The Asia-Pacific region will continue to be a cradle for technology innovation in the new year, whether it is 5G services, artificial intelligence, cloud computing or cyber security

This article can also be found in the Premium Editorial Download: CW Asia-Pacific: CW APAC: Trend Watch – CIO trends

The Asia-Pacific (APAC) region was the first to be hit by the Covid-19 coronavirus pandemic that has gripped the world for much of 2020.

Hungry for growth and keen to harness technology to leapfrog more mature markets, APAC is also expected to be the first to emerge from the pandemic, before the US and Europe, stronger than before.

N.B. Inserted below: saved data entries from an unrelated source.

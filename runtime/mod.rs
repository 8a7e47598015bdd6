/* This Source Code Form is subject to the terms of the Mozilla Public
 * License, v. 2.0. If a copy of the MPL was not distributed with this
 * file, You can obtain one at https://mozilla.org/MPL/2.0/. */

pub mod diagnostics;
pub mod protocols;
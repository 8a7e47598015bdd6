use std::net::SocketAddr;

use axum::Router;
use axum::http::{StatusCode as AxumStatus, header as axum_header};
use axum::routing::{get, post};
use http::StatusCode;
use schemeshell::{HttpDelegation, ProtocolRequest, Responder, ResponseKind, UploadData};

use crate::local_router;

async fn spawn_upstream() -> SocketAddr {
    let app = Router::new()
        .route(
            "/first",
            get(|| async { (AxumStatus::MOVED_PERMANENTLY, [(axum_header::LOCATION, "/second")]) }),
        )
        .route("/second", get(|| async { "second upstream" }))
        .route("/echo", post(|body: String| async move { format!("echo {body}") }));

    let listener = tokio::net::TcpListener::bind("127.0.0.1:0").await.expect("bind");
    let addr = listener.local_addr().expect("local addr");
    tokio::spawn(async move {
        let _ = axum::serve(listener, app).await;
    });
    addr
}

#[tokio::test]
async fn http_delegation_follows_upstream_redirects() {
    let addr = spawn_upstream().await;
    let router = local_router();
    router
        .register("atom", ResponseKind::Http, move |_: &ProtocolRequest, responder: Responder| {
            responder.respond(HttpDelegation::new(format!("http://{addr}/first")));
        })
        .expect("register");

    let response = router
        .dispatch(ProtocolRequest::get("atom://host/page").expect("url"))
        .await
        .expect("response");

    assert_eq!(response.status, StatusCode::OK);
    assert_eq!(response.url.as_str(), "atom://host/page");
    assert_eq!(response.text().await.expect("body"), "second upstream");
}

#[tokio::test]
async fn http_delegation_forwards_upload_data() {
    let addr = spawn_upstream().await;
    let router = local_router();
    router
        .register("atom", ResponseKind::Http, move |_: &ProtocolRequest, responder: Responder| {
            responder.respond(
                HttpDelegation::new(format!("http://{addr}/echo"))
                    .method(http::Method::POST)
                    .upload(UploadData::new(Some("text/plain"), "ping")),
            );
        })
        .expect("register");

    let response = router
        .dispatch(ProtocolRequest::get("atom://host/").expect("url"))
        .await
        .expect("response");
    assert_eq!(response.text().await.expect("body"), "echo ping");
}

#[tokio::test]
async fn unintercepted_http_reaches_the_network() {
    let addr = spawn_upstream().await;
    let router = local_router();
    let url = format!("http://{addr}/second");

    router
        .intercept("http", ResponseKind::String, |_: &ProtocolRequest, responder: Responder| {
            responder.respond("intercepted");
        })
        .expect("intercept");
    let intercepted = router
        .dispatch(ProtocolRequest::get(&url).expect("url"))
        .await
        .expect("intercepted response");
    assert_eq!(intercepted.text().await.expect("body"), "intercepted");

    router.unintercept("http").expect("unintercept");
    let network = router
        .dispatch(ProtocolRequest::get(&url).expect("url"))
        .await
        .expect("network response");
    assert_eq!(network.text().await.expect("body"), "second upstream");
}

Going by the predictions fleshed out by technology suppliers and analysts, the region will continue to be a cradle for technology innovation, whether it is 5G services, artificial intelligence (AI), cloud computing or cyber security.

In this round-up, we review some of the key IT trends that are likely to shape the industry in 2021.

AI becomes a must-have

In 2018 and 2019, AI-centric engagements were few and far between – they were still in the “innovation stage” as trials and small projects, according to Ecosystm, a regional technology research firm with offices in Singapore, Australia and India.

In 2020, AI has become a competitive advantage for businesses. With CIOs and their businesses now using AI to get ahead of their competitors, it is a matter of time before AI becomes a standard feature.

That means processes are smart “out of the box”; intelligent applications are an expectation, not the exception; and systems learn because that is how they were designed, not as an overlay.

“If your competitors are using AI today to get ahead of you, then you need to also use AI to catch up and keep up,” Ecosystm noted in a report. “In 2021, having a smart business will not get you ahead of the pack – it will move you into it.”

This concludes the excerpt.